» MATERIAL PROVIDED:
========

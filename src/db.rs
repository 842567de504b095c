//! Database connection helpers.
//!
//! This module provides a small wrapper around the Diesel connection pool and
//! utilities to establish a connection to the SQLite database used by the
//! clinic application.

use std::time::Duration;

use diesel::connection::SimpleConnection;
use diesel::r2d2::{ConnectionManager, CustomizeConnection, Pool, PoolError, PooledConnection};
use diesel::sqlite::SqliteConnection;
use log::error;

pub type DbPool = Pool<ConnectionManager<SqliteConnection>>;
pub type DbConnection = PooledConnection<ConnectionManager<SqliteConnection>>;

#[derive(Debug)]
/// Options that are applied each time a connection is acquired from the pool.
pub struct ConnectionOptions {
    /// Enable Write Ahead Logging mode for SQLite.
    pub enable_wal: bool,
    /// Enforce foreign key checks for SQLite.
    pub enable_foreign_keys: bool,
    /// Timeout to wait for a locked database.
    pub busy_timeout: Option<Duration>,
}

impl CustomizeConnection<SqliteConnection, diesel::r2d2::Error> for ConnectionOptions {
    fn on_acquire(&self, conn: &mut SqliteConnection) -> Result<(), diesel::r2d2::Error> {
        (|| {
            if self.enable_wal {
                conn.batch_execute("PRAGMA journal_mode = WAL; PRAGMA synchronous = NORMAL;")?;
            }
            if self.enable_foreign_keys {
                conn.batch_execute("PRAGMA foreign_keys = ON;")?;
            }
            if let Some(d) = self.busy_timeout {
                conn.batch_execute(&format!("PRAGMA busy_timeout = {};", d.as_millis()))?;
            }
            Ok(())
        })()
        .map_err(diesel::r2d2::Error::QueryError)
    }
}

/// Create a Diesel connection pool for the given database URL.
pub fn establish_connection_pool(database_url: &str) -> Result<DbPool, PoolError> {
    let manager = ConnectionManager::<SqliteConnection>::new(database_url);
    Pool::builder()
        .connection_customizer(Box::new(ConnectionOptions {
            enable_wal: true,
            enable_foreign_keys: true,
            busy_timeout: Some(Duration::from_secs(30)),
        }))
        .build(manager)
}

/// Retrieve a connection from the pool
pub fn get_connection(pool: &DbPool) -> Result<DbConnection, PoolError> {
    match pool.get() {
        Ok(conn) => Ok(conn),
        Err(e) => {
            error!("Failed to get connection from pool: {e}");
            Err(e)
        }
    }
}
use diesel::r2d2::{Error as R2D2Error, PoolError};
use diesel::result::{DatabaseErrorKind, Error as DieselError};
use thiserror::Error;

#[derive(Debug, Error)]
pub enum RepositoryError {
    #[error("Entity not found")]
    NotFound,

    #[error("Database error: {0}")]
    DatabaseError(String),

    #[error("Validation error: {0}")]
    ValidationError(String),

    #[error("Connection error: {0}")]
    ConnectionError(String),

    #[error("Constraint violation: {0}")]
    ConstraintViolation(String),

    #[error("Unexpected error: {0}")]
    Unexpected(String),
}

pub type RepositoryResult<T> = Result<T, RepositoryError>;

impl From<DieselError> for RepositoryError {
    fn from(err: DieselError) -> Self {
        match err {
            DieselError::NotFound => RepositoryError::NotFound,

            DieselError::DatabaseError(kind, info) => {
                let message = info.message().to_string();
                match kind {
                    DatabaseErrorKind::UniqueViolation => RepositoryError::ConstraintViolation(
                        format!("Unique constraint violation: {message}"),
                    ),
                    DatabaseErrorKind::ForeignKeyViolation => RepositoryError::ConstraintViolation(
                        format!("Foreign key constraint violation: {message}"),
                    ),
                    DatabaseErrorKind::NotNullViolation => RepositoryError::ConstraintViolation(
                        format!("Not null constraint violation: {message}"),
                    ),
                    DatabaseErrorKind::CheckViolation => RepositoryError::ConstraintViolation(
                        format!("Check constraint violation: {message}"),
                    ),
                    _ => RepositoryError::DatabaseError(message),
                }
            }

            DieselError::InvalidCString(_) => {
                RepositoryError::ValidationError("Invalid C string".to_string())
            }

            DieselError::SerializationError(e) => {
                RepositoryError::ValidationError(format!("Serialization error: {e}"))
            }

            DieselError::DeserializationError(e) => {
                RepositoryError::ValidationError(format!("Deserialization error: {e}"))
            }

            DieselError::QueryBuilderError(e) => {
                RepositoryError::ValidationError(format!("Query builder error: {e}"))
            }

            DieselError::RollbackTransaction => {
                RepositoryError::DatabaseError("Transaction rollback".to_string())
            }

            DieselError::AlreadyInTransaction => {
                RepositoryError::DatabaseError("Already in transaction".to_string())
            }

            DieselError::NotInTransaction => {
                RepositoryError::DatabaseError("Not in transaction".to_string())
            }

            DieselError::BrokenTransactionManager => {
                RepositoryError::DatabaseError("Broken transaction manager".to_string())
            }

            _ => RepositoryError::Unexpected(format!("Unexpected diesel error: {err}")),
        }
    }
}

impl From<R2D2Error> for RepositoryError {
    fn from(err: R2D2Error) -> Self {
        RepositoryError::ConnectionError(format!("Connection error: {err}"))
    }
}

impl From<PoolError> for RepositoryError {
    fn from(err: PoolError) -> Self {
        RepositoryError::ConnectionError(format!("Connection error: {err}"))
    }
}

========

Reproduce each line above that contains "DbConnection".

pub type DbConnection = PooledConnection<ConnectionManager<SqliteConnection>>;
pub fn get_connection(pool: &DbPool) -> Result<DbConnection, PoolError> {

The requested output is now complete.